### Your assignment
Where a line in the listing contains the string "Option", copy that line out.

BEGIN The input

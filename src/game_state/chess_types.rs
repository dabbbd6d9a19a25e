//! Core chess enums and aliases shared by the board, move, and search layers.
//!
//! Squares are numbered rank-major from White's side: a1 = 0, h1 = 7,
//! a8 = 56, h8 = 63.

use std::fmt;

/// Board square index in `0..=63`.
pub type Square = u8;

#[inline]
pub const fn square_file(square: Square) -> u8 {
    square % 8
}

#[inline]
pub const fn square_rank(square: Square) -> u8 {
    square / 8
}

#[inline]
pub const fn square_at(file: u8, rank: u8) -> Square {
    rank * 8 + file
}

#[derive(Debug, Clone, Copy, PartialEq, Eq, Hash)]
pub enum Side {
    White = 0,
    Black = 1,
    /// Sentinel used only to index the combined occupancy board.
    Both = 2,
}

impl Side {
    #[inline]
    pub const fn index(self) -> usize {
        self as usize
    }

    /// Opponent of a playing side. `Both` has no opponent and maps to itself.
    #[inline]
    pub const fn opposite(self) -> Self {
        match self {
            Side::White => Side::Black,
            Side::Black => Side::White,
            Side::Both => Side::Both,
        }
    }

    /// Score multiplier turning a White-positive score into this side's view.
    #[inline]
    pub const fn sign(self) -> i32 {
        match self {
            Side::Black => -1,
            _ => 1,
        }
    }
}

#[derive(Debug, Clone, Copy, PartialEq, Eq, Hash)]
pub enum PieceKind {
    Pawn = 0,
    Knight = 1,
    Bishop = 2,
    Rook = 3,
    Queen = 4,
    King = 5,
}

impl PieceKind {
    pub const ALL: [PieceKind; 6] = [
        PieceKind::Pawn,
        PieceKind::Knight,
        PieceKind::Bishop,
        PieceKind::Rook,
        PieceKind::Queen,
        PieceKind::King,
    ];

    /// Promotion targets, strongest first.
    pub const PROMOTIONS: [PieceKind; 4] = [
        PieceKind::Queen,
        PieceKind::Rook,
        PieceKind::Bishop,
        PieceKind::Knight,
    ];

    #[inline]
    pub const fn index(self) -> usize {
        self as usize
    }

    /// Lowercase letter used by FEN and long algebraic promotions.
    pub const fn to_char(self) -> char {
        match self {
            PieceKind::Pawn => 'p',
            PieceKind::Knight => 'n',
            PieceKind::Bishop => 'b',
            PieceKind::Rook => 'r',
            PieceKind::Queen => 'q',
            PieceKind::King => 'k',
        }
    }

    pub fn from_char(c: char) -> Option<Self> {
        match c.to_ascii_lowercase() {
            'p' => Some(PieceKind::Pawn),
            'n' => Some(PieceKind::Knight),
            'b' => Some(PieceKind::Bishop),
            'r' => Some(PieceKind::Rook),
            'q' => Some(PieceKind::Queen),
            'k' => Some(PieceKind::King),
            _ => None,
        }
    }
}

/// One of the twelve colored pieces. The discriminant indexes the piece boards
/// of a `Position`: White pieces occupy `0..6`, Black pieces `6..12`.
#[derive(Debug, Clone, Copy, PartialEq, Eq, Hash)]
pub enum Piece {
    WhitePawn = 0,
    WhiteKnight = 1,
    WhiteBishop = 2,
    WhiteRook = 3,
    WhiteQueen = 4,
    WhiteKing = 5,
    BlackPawn = 6,
    BlackKnight = 7,
    BlackBishop = 8,
    BlackRook = 9,
    BlackQueen = 10,
    BlackKing = 11,
}

impl Piece {
    pub const ALL: [Piece; 12] = [
        Piece::WhitePawn,
        Piece::WhiteKnight,
        Piece::WhiteBishop,
        Piece::WhiteRook,
        Piece::WhiteQueen,
        Piece::WhiteKing,
        Piece::BlackPawn,
        Piece::BlackKnight,
        Piece::BlackBishop,
        Piece::BlackRook,
        Piece::BlackQueen,
        Piece::BlackKing,
    ];

    /// Colored piece for a playing side. `Side::Both` is treated as White.
    #[inline]
    pub const fn new(side: Side, kind: PieceKind) -> Self {
        let offset = match side {
            Side::Black => 6,
            _ => 0,
        };
        Self::ALL[offset + kind.index()]
    }

    #[inline]
    pub const fn index(self) -> usize {
        self as usize
    }

    #[inline]
    pub const fn from_index(index: usize) -> Option<Self> {
        if index < 12 {
            Some(Self::ALL[index])
        } else {
            None
        }
    }

    #[inline]
    pub const fn kind(self) -> PieceKind {
        PieceKind::ALL[self.index() % 6]
    }

    #[inline]
    pub const fn side(self) -> Side {
        if self.index() < 6 {
            Side::White
        } else {
            Side::Black
        }
    }

    /// FEN letter: uppercase for White, lowercase for Black.
    pub fn to_fen_char(self) -> char {
        let c = self.kind().to_char();
        match self.side() {
            Side::White => c.to_ascii_uppercase(),
            _ => c,
        }
    }

    pub fn from_fen_char(c: char) -> Option<Self> {
        let kind = PieceKind::from_char(c)?;
        let side = if c.is_ascii_uppercase() {
            Side::White
        } else {
            Side::Black
        };
        Some(Self::new(side, kind))
    }
}

/// Castling rights as four independent bits.
///
/// Bit layout: 1 = White king side, 2 = White queen side, 4 = Black king side,
/// 8 = Black queen side. No other bit is ever set.
#[derive(Debug, Clone, Copy, PartialEq, Eq, Hash, Default)]
pub struct CastlingRights(u8);

impl CastlingRights {
    pub const NONE: Self = Self(0);
    pub const WHITE_KING_SIDE: Self = Self(1 << 0);
    pub const WHITE_QUEEN_SIDE: Self = Self(1 << 1);
    pub const BLACK_KING_SIDE: Self = Self(1 << 2);
    pub const BLACK_QUEEN_SIDE: Self = Self(1 << 3);
    pub const ALL: Self = Self(0b1111);

    #[inline]
    pub const fn bits(self) -> u8 {
        self.0
    }

    /// Builds rights from raw bits, dropping anything outside the four-bit layout.
    #[inline]
    pub const fn from_bits(bits: u8) -> Self {
        Self(bits & Self::ALL.0)
    }

    #[inline]
    pub const fn contains(self, other: Self) -> bool {
        self.0 & other.0 == other.0
    }

    #[inline]
    pub const fn is_empty(self) -> bool {
        self.0 == 0
    }

    #[inline]
    pub const fn union(self, other: Self) -> Self {
        Self(self.0 | other.0)
    }

    #[inline]
    pub const fn intersection(self, other: Self) -> Self {
        Self(self.0 & other.0)
    }

    #[inline]
    pub const fn without(self, other: Self) -> Self {
        Self(self.0 & !other.0)
    }

    #[inline]
    pub fn insert(&mut self, other: Self) {
        self.0 |= other.0;
    }

    /// King-side right for a playing side.
    #[inline]
    pub const fn king_side(side: Side) -> Self {
        match side {
            Side::Black => Self::BLACK_KING_SIDE,
            _ => Self::WHITE_KING_SIDE,
        }
    }

    /// Queen-side right for a playing side.
    #[inline]
    pub const fn queen_side(side: Side) -> Self {
        match side {
            Side::Black => Self::BLACK_QUEEN_SIDE,
            _ => Self::WHITE_QUEEN_SIDE,
        }
    }
}

impl fmt::Display for CastlingRights {
    fn fmt(&self, f: &mut fmt::Formatter<'_>) -> fmt::Result {
        if self.is_empty() {
            return f.write_str("-");
        }
        let letters = [
            (Self::WHITE_KING_SIDE, 'K'),
            (Self::WHITE_QUEEN_SIDE, 'Q'),
            (Self::BLACK_KING_SIDE, 'k'),
            (Self::BLACK_QUEEN_SIDE, 'q'),
        ];
        for (right, letter) in letters {
            if self.contains(right) {
                write!(f, "{letter}")?;
            }
        }
        Ok(())
    }
}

END The input

### Result of the exercise
    pub fn from_char(c: char) -> Option<Self> {
    pub const fn from_index(index: usize) -> Option<Self> {
    pub fn from_fen_char(c: char) -> Option<Self> {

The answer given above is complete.